- _ABOUT THIS TASK_:
Scan the entries below for the string "BaseStats" and copy every line where it turns up.

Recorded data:
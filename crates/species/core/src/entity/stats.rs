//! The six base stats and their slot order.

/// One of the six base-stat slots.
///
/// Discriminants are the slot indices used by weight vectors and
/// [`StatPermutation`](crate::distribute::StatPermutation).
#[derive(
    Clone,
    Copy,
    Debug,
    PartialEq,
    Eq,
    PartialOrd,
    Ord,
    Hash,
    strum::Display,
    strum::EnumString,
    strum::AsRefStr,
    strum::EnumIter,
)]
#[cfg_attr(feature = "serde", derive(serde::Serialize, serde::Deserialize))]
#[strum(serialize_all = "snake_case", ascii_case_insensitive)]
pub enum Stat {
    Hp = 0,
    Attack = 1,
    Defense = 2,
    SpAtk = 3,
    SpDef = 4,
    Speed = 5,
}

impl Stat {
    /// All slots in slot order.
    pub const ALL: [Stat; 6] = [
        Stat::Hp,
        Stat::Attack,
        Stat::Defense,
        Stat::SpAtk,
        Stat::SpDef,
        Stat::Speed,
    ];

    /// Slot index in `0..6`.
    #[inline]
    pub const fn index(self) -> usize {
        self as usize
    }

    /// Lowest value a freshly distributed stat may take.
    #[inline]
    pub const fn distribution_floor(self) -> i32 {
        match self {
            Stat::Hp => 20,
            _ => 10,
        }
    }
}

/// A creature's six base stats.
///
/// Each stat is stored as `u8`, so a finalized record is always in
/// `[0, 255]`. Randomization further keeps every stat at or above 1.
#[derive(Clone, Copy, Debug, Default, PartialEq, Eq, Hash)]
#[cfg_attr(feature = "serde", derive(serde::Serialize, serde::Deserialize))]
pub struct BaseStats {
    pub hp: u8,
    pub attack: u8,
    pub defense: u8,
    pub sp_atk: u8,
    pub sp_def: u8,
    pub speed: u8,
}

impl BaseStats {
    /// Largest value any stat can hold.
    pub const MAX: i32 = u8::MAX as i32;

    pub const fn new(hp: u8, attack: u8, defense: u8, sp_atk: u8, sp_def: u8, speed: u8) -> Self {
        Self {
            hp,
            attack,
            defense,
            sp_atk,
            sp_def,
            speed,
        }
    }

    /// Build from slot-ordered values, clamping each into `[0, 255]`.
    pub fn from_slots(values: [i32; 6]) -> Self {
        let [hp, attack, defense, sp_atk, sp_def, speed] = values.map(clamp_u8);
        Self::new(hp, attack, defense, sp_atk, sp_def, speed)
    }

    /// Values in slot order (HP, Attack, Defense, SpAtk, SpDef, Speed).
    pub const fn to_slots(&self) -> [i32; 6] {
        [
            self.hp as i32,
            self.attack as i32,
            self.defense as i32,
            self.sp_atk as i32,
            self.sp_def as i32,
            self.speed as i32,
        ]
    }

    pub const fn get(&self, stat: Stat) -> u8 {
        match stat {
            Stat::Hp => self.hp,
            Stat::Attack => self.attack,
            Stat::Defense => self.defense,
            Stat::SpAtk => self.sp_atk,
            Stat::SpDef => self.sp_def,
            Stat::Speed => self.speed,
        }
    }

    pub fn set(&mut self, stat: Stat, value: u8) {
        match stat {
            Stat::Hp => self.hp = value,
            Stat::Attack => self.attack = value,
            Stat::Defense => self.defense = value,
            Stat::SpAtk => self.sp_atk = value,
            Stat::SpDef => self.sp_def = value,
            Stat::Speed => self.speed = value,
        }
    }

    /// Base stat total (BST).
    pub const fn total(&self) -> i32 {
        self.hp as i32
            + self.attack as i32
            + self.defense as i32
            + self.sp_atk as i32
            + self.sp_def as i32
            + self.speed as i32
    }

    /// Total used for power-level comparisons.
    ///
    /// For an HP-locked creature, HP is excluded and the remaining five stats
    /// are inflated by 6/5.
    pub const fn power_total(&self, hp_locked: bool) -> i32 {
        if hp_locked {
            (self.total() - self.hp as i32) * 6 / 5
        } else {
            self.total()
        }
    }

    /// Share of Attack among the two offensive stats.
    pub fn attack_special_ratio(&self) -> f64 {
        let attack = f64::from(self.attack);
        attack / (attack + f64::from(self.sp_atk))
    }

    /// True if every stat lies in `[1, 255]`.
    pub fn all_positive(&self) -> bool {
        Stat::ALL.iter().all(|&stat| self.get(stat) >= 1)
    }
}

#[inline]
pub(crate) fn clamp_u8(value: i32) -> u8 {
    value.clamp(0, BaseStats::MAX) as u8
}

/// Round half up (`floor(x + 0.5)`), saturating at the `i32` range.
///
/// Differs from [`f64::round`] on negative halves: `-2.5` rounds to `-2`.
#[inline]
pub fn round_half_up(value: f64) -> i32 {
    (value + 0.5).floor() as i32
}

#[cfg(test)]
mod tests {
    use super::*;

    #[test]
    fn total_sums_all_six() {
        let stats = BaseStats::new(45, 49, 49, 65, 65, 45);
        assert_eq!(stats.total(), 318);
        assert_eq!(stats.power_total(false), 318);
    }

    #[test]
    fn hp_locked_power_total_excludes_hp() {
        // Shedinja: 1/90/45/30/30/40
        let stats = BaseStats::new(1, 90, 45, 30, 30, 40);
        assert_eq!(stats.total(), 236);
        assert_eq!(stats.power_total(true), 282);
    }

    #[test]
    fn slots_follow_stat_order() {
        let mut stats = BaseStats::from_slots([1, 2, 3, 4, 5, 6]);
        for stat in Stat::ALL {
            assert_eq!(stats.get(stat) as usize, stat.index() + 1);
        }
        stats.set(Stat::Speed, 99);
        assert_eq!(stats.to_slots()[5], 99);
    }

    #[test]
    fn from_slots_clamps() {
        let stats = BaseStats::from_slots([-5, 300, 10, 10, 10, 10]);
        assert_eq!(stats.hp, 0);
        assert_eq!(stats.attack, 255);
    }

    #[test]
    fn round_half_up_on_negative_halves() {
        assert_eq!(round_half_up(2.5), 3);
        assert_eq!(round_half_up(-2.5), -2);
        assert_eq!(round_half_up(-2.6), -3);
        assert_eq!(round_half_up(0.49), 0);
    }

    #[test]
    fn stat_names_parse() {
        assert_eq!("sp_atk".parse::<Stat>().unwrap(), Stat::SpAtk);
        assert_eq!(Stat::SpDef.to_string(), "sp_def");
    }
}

--

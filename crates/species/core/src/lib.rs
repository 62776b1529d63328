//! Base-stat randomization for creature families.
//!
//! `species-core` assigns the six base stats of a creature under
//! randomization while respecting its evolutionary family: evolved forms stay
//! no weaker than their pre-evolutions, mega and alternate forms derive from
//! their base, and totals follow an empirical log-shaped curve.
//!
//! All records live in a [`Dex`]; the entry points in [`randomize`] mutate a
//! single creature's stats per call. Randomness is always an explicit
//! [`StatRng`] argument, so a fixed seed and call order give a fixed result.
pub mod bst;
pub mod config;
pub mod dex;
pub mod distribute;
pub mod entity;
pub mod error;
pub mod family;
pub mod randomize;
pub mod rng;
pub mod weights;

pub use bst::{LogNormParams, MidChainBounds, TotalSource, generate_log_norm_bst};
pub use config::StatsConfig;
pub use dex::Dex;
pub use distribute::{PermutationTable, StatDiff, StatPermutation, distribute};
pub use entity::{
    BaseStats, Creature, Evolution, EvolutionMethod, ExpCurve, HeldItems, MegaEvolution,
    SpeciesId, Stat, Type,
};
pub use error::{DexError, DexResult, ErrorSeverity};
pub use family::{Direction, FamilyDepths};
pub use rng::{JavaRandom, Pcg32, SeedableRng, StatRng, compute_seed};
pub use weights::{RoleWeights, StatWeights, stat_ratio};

- _TASK SOLUTION_:
pub struct BaseStats {
impl BaseStats {
    value.clamp(0, BaseStats::MAX) as u8
        let stats = BaseStats::new(45, 49, 49, 65, 65, 45);
        let stats = BaseStats::new(1, 90, 45, 30, 30, 40);
        let mut stats = BaseStats::from_slots([1, 2, 3, 4, 5, 6]);
        let stats = BaseStats::from_slots([-5, 300, 10, 10, 10, 10]);
    BaseStats, Creature, Evolution, EvolutionMethod, ExpCurve, HeldItems, MegaEvolution,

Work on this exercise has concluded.